Look through the records below for the line with "In-memory split index.". Return that line and each one after it up to and including the line with "Largest indexed offset", exactly.

Stored data:
------------

//! Split index: the start offset of every frame in a compressed stream.
//!
//! # Format
//! ```text
//! [offset 0: u64 BE] [offset 1: u64 BE] ... [offset N-1: u64 BE]
//! ```
//! No header and no footer, so `file length / 8` is the block count. Offsets
//! are relative to the start of the compressed stream (container header
//! included) and strictly increasing. The end-of-stream marker is never
//! indexed.
//!
//! The index lives next to the compressed file as `<file>.idx`. Files named
//! `<file>.index` by older writers are still found on load.

use std::fs::{self, File};
use std::io::{self, BufReader, BufWriter, Read, Write};
use std::path::{Path, PathBuf};

use tracing::{debug, warn};

use crate::error::{Error, Result};

/// Suffix appended to a compressed file's name to locate its index.
pub const INDEX_SUFFIX: &str = ".idx";

/// Suffix used by older writers, recognised on load only.
pub const LEGACY_INDEX_SUFFIX: &str = ".index";

/// Suffix of an index file still being written.
pub const TMP_SUFFIX: &str = ".tmp";

/// Offsets buffered by [`IndexWriter`] before it flushes: 8 KB worth.
pub const INDEX_BUFFER_ENTRIES: usize = 1024;

/// Primary index path for `file`.
pub fn index_path(file: impl AsRef<Path>) -> PathBuf {
    with_suffix(file.as_ref(), INDEX_SUFFIX)
}

/// Legacy index path for `file`.
pub fn legacy_index_path(file: impl AsRef<Path>) -> PathBuf {
    with_suffix(file.as_ref(), LEGACY_INDEX_SUFFIX)
}

fn with_suffix(file: &Path, suffix: &str) -> PathBuf {
    let mut name = file.as_os_str().to_owned();
    name.push(suffix);
    PathBuf::from(name)
}

/// In-memory split index.
#[derive(Debug, Clone, Default, PartialEq, Eq)]
pub struct SplitIndex {
    offsets: Vec<u64>,
}

impl SplitIndex {
    pub fn new() -> Self {
        Self::default()
    }

    /// Build from offsets, checking they are strictly increasing.
    pub fn from_offsets(offsets: Vec<u64>) -> Result<Self> {
        for pair in offsets.windows(2) {
            if pair[1] <= pair[0] {
                return Err(Error::UnorderedIndex {
                    previous: pair[0],
                    offset: pair[1],
                });
            }
        }
        Ok(Self { offsets })
    }

    /// Append the start offset of the next frame.
    pub fn push(&mut self, offset: u64) -> Result<()> {
        if let Some(&previous) = self.offsets.last() {
            if offset <= previous {
                return Err(Error::UnorderedIndex { previous, offset });
            }
        }
        self.offsets.push(offset);
        Ok(())
    }

    pub fn offsets(&self) -> &[u64] {
        &self.offsets
    }

    pub fn block_count(&self) -> usize {
        self.offsets.len()
    }

    pub fn is_empty(&self) -> bool {
        self.offsets.is_empty()
    }

    /// Offset of block `idx`.
    pub fn position(&self, idx: usize) -> Option<u64> {
        self.offsets.get(idx).copied()
    }

    /// Largest indexed offset at or before `pos`.
    ///
    /// A position before the first frame (inside the container header) maps
    /// to the first frame. `None` only for an empty index.
    pub fn block_start_at_or_before(&self, pos: u64) -> Option<u64> {
        match self.offsets.partition_point(|&o| o <= pos) {
            0 => self.offsets.first().copied(),
            n => Some(self.offsets[n - 1]),
        }
    }

    /// First indexed offset at or after `pos`.
    pub fn find_next_position(&self, pos: u64) -> Option<u64> {
        let idx = self.offsets.partition_point(|&o| o < pos);
        self.offsets.get(idx).copied()
    }

    /// Align a byte-range slice start to the next block boundary.
    ///
    /// Returns `None` when no block starts inside `[start, end)`, meaning the
    /// slice has nothing to decode of its own.
    pub fn align_slice_start(&self, start: u64, end: u64) -> Option<u64> {
        self.find_next_position(start).filter(|&pos| pos < end)
    }

    /// Align a byte-range slice end to the next block boundary, or to
    /// `file_len` when no block starts at or after `end`.
    pub fn align_slice_end(&self, end: u64, file_len: u64) -> u64 {
        self.find_next_position(end).unwrap_or(file_len)
    }

    /// Parse an index from its serialized form.
    pub fn read_from<R: Read>(mut reader: R) -> Result<Self> {
        let mut bytes = Vec::new();
        reader.read_to_end(&mut bytes)?;
        Self::from_bytes(&bytes)
    }

    pub fn from_bytes(bytes: &[u8]) -> Result<Self> {
        if bytes.len() % 8 != 0 {
            return Err(Error::CorruptIndex(bytes.len() as u64));
        }
        let offsets = bytes
            .chunks_exact(8)
            .map(|c| {
                let mut raw = [0u8; 8];
                raw.copy_from_slice(c);
                u64::from_be_bytes(raw)
            })
            .collect();
        Self::from_offsets(offsets)
    }

    pub fn to_bytes(&self) -> Vec<u8> {
        self.offsets.iter().flat_map(|o| o.to_be_bytes()).collect()
    }

    pub fn write_to<W: Write>(&self, mut writer: W) -> Result<()> {
        writer.write_all(&self.to_bytes())?;
        writer.flush()?;
        Ok(())
    }

    /// Load the index that belongs to `file`, trying the primary name first
    /// and then the legacy one. `None` when neither exists.
    pub fn load_for(file: impl AsRef<Path>) -> Result<Option<Self>> {
        let file = file.as_ref();
        match File::open(index_path(file)) {
            Ok(f) => return Self::read_from(BufReader::new(f)).map(Some),
            Err(e) if e.kind() == io::ErrorKind::NotFound => {}
            Err(e) => return Err(e.into()),
        }
        let legacy = legacy_index_path(file);
        match File::open(&legacy) {
            Ok(f) => {
                warn!("Using legacy index name {:?}", legacy);
                Self::read_from(BufReader::new(f)).map(Some)
            }
            Err(e) if e.kind() == io::ErrorKind::NotFound => Ok(None),
            Err(e) => Err(e.into()),
        }
    }

    /// Persist the index next to `file` under the primary name.
    ///
    /// Written to a temporary name and renamed into place, so readers never
    /// observe a partial index.
    pub fn save_for(&self, file: impl AsRef<Path>) -> Result<PathBuf> {
        let mut out = IndexFile::create(index_path(file))?;
        self.write_to(&mut out)?;
        let target = out.publish()?;
        debug!("Wrote {} index entries to {:?}", self.block_count(), target);
        Ok(target)
    }
}

/// Index file under construction.
///
/// Bytes go to `<index>.tmp`; [`publish`](Self::publish) syncs it and renames
/// it to the final name. Dropping an unpublished file removes the temporary,
/// so an abandoned writer never leaves an index behind.
pub struct IndexFile {
    out: Option<BufWriter<File>>,
    tmp: PathBuf,
    target: PathBuf,
}

impl IndexFile {
    pub fn create(target: impl Into<PathBuf>) -> Result<Self> {
        let target = target.into();
        let tmp = with_suffix(&target, TMP_SUFFIX);
        let out = BufWriter::new(File::create(&tmp)?);
        Ok(Self {
            out: Some(out),
            tmp,
            target,
        })
    }

    /// Final path the index is published under.
    pub fn target(&self) -> &Path {
        &self.target
    }

    /// Flush, sync, and rename into place.
    pub fn publish(mut self) -> Result<PathBuf> {
        if let Some(out) = self.out.take() {
            out.into_inner().map_err(|e| e.into_error())?.sync_all()?;
        }
        fs::rename(&self.tmp, &self.target)?;
        Ok(std::mem::take(&mut self.target))
    }

    fn out(&mut self) -> io::Result<&mut BufWriter<File>> {
        self.out
            .as_mut()
            .ok_or_else(|| io::Error::other("index file already published"))
    }
}

impl Write for IndexFile {
    fn write(&mut self, buf: &[u8]) -> io::Result<usize> {
        self.out()?.write(buf)
    }

    fn flush(&mut self) -> io::Result<()> {
        self.out()?.flush()
    }
}

impl Drop for IndexFile {
    fn drop(&mut self) {
        if self.out.take().is_some() {
            debug!("Discarding unpublished index {:?}", self.tmp);
            let _ = fs::remove_file(&self.tmp);
        }
    }
}

/// Write-time index capture.
///
/// Offsets are buffered and flushed to the sink whenever the buffer fills
/// and on every [`IndexWriter::flush`].
pub struct IndexWriter<W: Write> {
    sink: W,
    buffer: Vec<u8>,
    last: Option<u64>,
    entries: u64,
}

impl<W: Write> IndexWriter<W> {
    pub fn new(sink: W) -> Self {
        Self {
            sink,
            buffer: Vec::with_capacity(INDEX_BUFFER_ENTRIES * 8),
            last: None,
            entries: 0,
        }
    }

    /// Record the start offset of a frame that is about to be written.
    pub fn record(&mut self, offset: u64) -> Result<()> {
        if let Some(previous) = self.last {
            if offset <= previous {
                return Err(Error::UnorderedIndex { previous, offset });
            }
        }
        if self.buffer.len() >= INDEX_BUFFER_ENTRIES * 8 {
            self.flush()?;
        }
        self.buffer.extend_from_slice(&offset.to_be_bytes());
        self.last = Some(offset);
        self.entries += 1;
        Ok(())
    }

    /// Number of offsets recorded so far.
    pub fn entries(&self) -> u64 {
        self.entries
    }

    pub fn flush(&mut self) -> Result<()> {
        if !self.buffer.is_empty() {
            self.sink.write_all(&self.buffer)?;
            debug!("Flushed {} index entries", self.buffer.len() / 8);
            self.buffer.clear();
        }
        self.sink.flush()?;
        Ok(())
    }

    /// Flush and hand back the sink.
    pub fn into_inner(mut self) -> Result<W> {
        self.flush()?;
        Ok(self.sink)
    }
}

------------

* **SOLUTION TO THIS PROBLEM**:
/// In-memory split index.
#[derive(Debug, Clone, Default, PartialEq, Eq)]
pub struct SplitIndex {
    offsets: Vec<u64>,
}

impl SplitIndex {
    pub fn new() -> Self {
        Self::default()
    }

    /// Build from offsets, checking they are strictly increasing.
    pub fn from_offsets(offsets: Vec<u64>) -> Result<Self> {
        for pair in offsets.windows(2) {
            if pair[1] <= pair[0] {
                return Err(Error::UnorderedIndex {
                    previous: pair[0],
                    offset: pair[1],
                });
            }
        }
        Ok(Self { offsets })
    }

    /// Append the start offset of the next frame.
    pub fn push(&mut self, offset: u64) -> Result<()> {
        if let Some(&previous) = self.offsets.last() {
            if offset <= previous {
                return Err(Error::UnorderedIndex { previous, offset });
            }
        }
        self.offsets.push(offset);
        Ok(())
    }

    pub fn offsets(&self) -> &[u64] {
        &self.offsets
    }

    pub fn block_count(&self) -> usize {
        self.offsets.len()
    }

    pub fn is_empty(&self) -> bool {
        self.offsets.is_empty()
    }

    /// Offset of block `idx`.
    pub fn position(&self, idx: usize) -> Option<u64> {
        self.offsets.get(idx).copied()
    }

    /// Largest indexed offset at or before `pos`.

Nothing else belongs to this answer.